I am trying to aggregate in a JSONB field in a PostgreSQL database. This is probably easier to explain with an example, so if you create and populate a table called analysis
with two columns ( id
and analysis
) as follows: -
create table analysis ( id serial primary key, analysis jsonb ); insert into analysis (id, analysis) values (1, '{"category" : "news", "results" : [1, 2, 3, 4, 5 , 6, 7, 8, 9, 10, 11, 12, 13, 14, null, null]}'), (2, '{"category" : "news", "results" : [11, 12, 13, 14, 15, 16, 17, 18, 19, 20, 21, 22, 23, 24, null, 26]}'), (3, '{"category" : "news", "results" : [31, 32, 33, 34, 35, 36, 37, 38, 39, 40, 41, 42, 43, 44, 45, 46]}'), (4, '{"category" : "sport", "results" : [51, 52, 53, 54, 55, 56, 57, 58, 59, 60, 61, 62, 63, 64, 65, 66]}'), (5, '{"category" : "sport", "results" : [71, 72, 73, 74, 75, 76, 77, 78, 79, 80, 81, 82, 83, 84, 85, 86]}'), (6, '{"category" : "weather", "results" : [91, 92, 93, 94, 95, 96, 97, 98, 99, 100, 101, 102, 103, 104, 105, 106]}');
As you can see, the analysis
JSONB field always contains 2 category
and results
attributes. The result attribute will always contain an array of a fixed length of size 16. I used various functions like jsonb_array_elements
, but I am trying to do the following: -
- Group by analysis → 'category'
- The average value for each element of the array
When I want, this is an operator that returns 3 rows grouped by category (i.e. news
, sport
and weather
) and 16 fixed-length arrays containing average values. To complicate matters even further if there is null
in the array, we should ignore them (i.e. we do not just sum and average over the number of rows). The result should look something like this: -
category | analysis_average -----------+-------------------------------------------------------------------------------------------------------------- "news" | [14.33, 15.33, 16.33, 17.33, 18.33, 19.33, 20.33, 21.33, 22.33, 23.33, 24.33, 25.33, 26.33, 27.33, 45, 36] "sport" | [61, 62, 63, 64, 65, 66, 67, 68, 69, 70, 71, 72, 73, 74, 75, 76] "weather" | [91, 92, 93, 94, 95, 96, 97, 98, 99, 00, 101, 102, 103, 104, 105, 106]
NOTE. Note 45
and 36
in the last 2 itmes arrays in line 1, which illustrates ignoring nulls
s.
I was thinking of creating a view that exploded an array of 16 columns, i.e.

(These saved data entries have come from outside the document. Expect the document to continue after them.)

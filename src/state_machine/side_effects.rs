use serde::{Deserialize, Serialize};
use std::fmt;

use super::data::{Address, AddressKind, OrderId, WorkflowData};

/// Failures the driver is asked to surface to the user.
#[derive(Debug, Clone, Copy, PartialEq, Eq, Serialize, Deserialize)]
#[serde(rename_all = "snake_case")]
pub enum WorkflowError {
    /// The order's addresses could not be loaded
    DataLoading,
}

impl fmt::Display for WorkflowError {
    fn fmt(&self, f: &mut fmt::Formatter<'_>) -> fmt::Result {
        match self {
            Self::DataLoading => write!(f, "data_loading"),
        }
    }
}

/// Instructions to the workflow driver, emitted alongside each transition.
///
/// Side effects are pure descriptions of work the driver must perform
/// outside the engine (I/O, navigation, rendering); the engine itself
/// never performs any of it.
#[derive(Debug, Clone, PartialEq, Eq, Serialize, Deserialize)]
#[serde(tag = "type", content = "data")]
pub enum SideEffect {
    /// Nothing to do; also the primed value of a fresh or restored channel
    NoOp,
    /// Fetch the order's origin and destination addresses
    LoadData(OrderId),
    /// Surface a workflow failure to the user
    ShowError(WorkflowError),
    /// Re-render the wizard from the given data
    UpdateViewState(WorkflowData),

    /// Run the external validator against the given address
    ValidateAddress { address: Address, kind: AddressKind },
    /// Offer the validator's corrected candidate next to what was entered
    ShowAddressSuggestion {
        entered: Address,
        suggested: Address,
        kind: AddressKind,
    },
    /// Open the manual address editor
    OpenAddressEditor { address: Address, kind: AddressKind },

    ShowPackageOptions,
    ShowCustomsForm,
    ShowCarrierOptions,
    ShowPaymentDetails,
}

impl SideEffect {
    /// Get a string representation of the effect type for logging
    pub fn effect_type(&self) -> &'static str {
        match self {
            Self::NoOp => "no_op",
            Self::LoadData(_) => "load_data",
            Self::ShowError(_) => "show_error",
            Self::UpdateViewState(_) => "update_view_state",
            Self::ValidateAddress { .. } => "validate_address",
            Self::ShowAddressSuggestion { .. } => "show_address_suggestion",
            Self::OpenAddressEditor { .. } => "open_address_editor",
            Self::ShowPackageOptions => "show_package_options",
            Self::ShowCustomsForm => "show_customs_form",
            Self::ShowCarrierOptions => "show_carrier_options",
            Self::ShowPaymentDetails => "show_payment_details",
        }
    }
}

impl Default for SideEffect {
    fn default() -> Self {
        Self::NoOp
    }
}

#[cfg(test)]
mod tests {
    use super::*;

    #[test]
    fn test_effect_serde_round_trip() {
        let effect = SideEffect::ValidateAddress {
            address: Address::default(),
            kind: AddressKind::Origin,
        };
        let json = serde_json::to_string(&effect).unwrap();
        let parsed: SideEffect = serde_json::from_str(&json).unwrap();
        assert_eq!(parsed, effect);
    }

    #[test]
    fn test_effect_type_labels() {
        assert_eq!(SideEffect::NoOp.effect_type(), "no_op");
        assert_eq!(
            SideEffect::LoadData(OrderId::from("order-1")).effect_type(),
            "load_data"
        );
        assert_eq!(
            SideEffect::ShowError(WorkflowError::DataLoading).effect_type(),
            "show_error"
        );
    }
}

create view analysis_view as select a.*, (a.analysis->'results'->>0)::int as result0, (a.analysis->'results'->>1)::int as result1 from analysis a;
This seems extremely inappropriate to me and eliminates the advantages of using an array in the first place, but it can probably crack something with it using this approach.
Any pointers or tips will be most appreciated!
Performance is also important here, so the higher the performance, the better!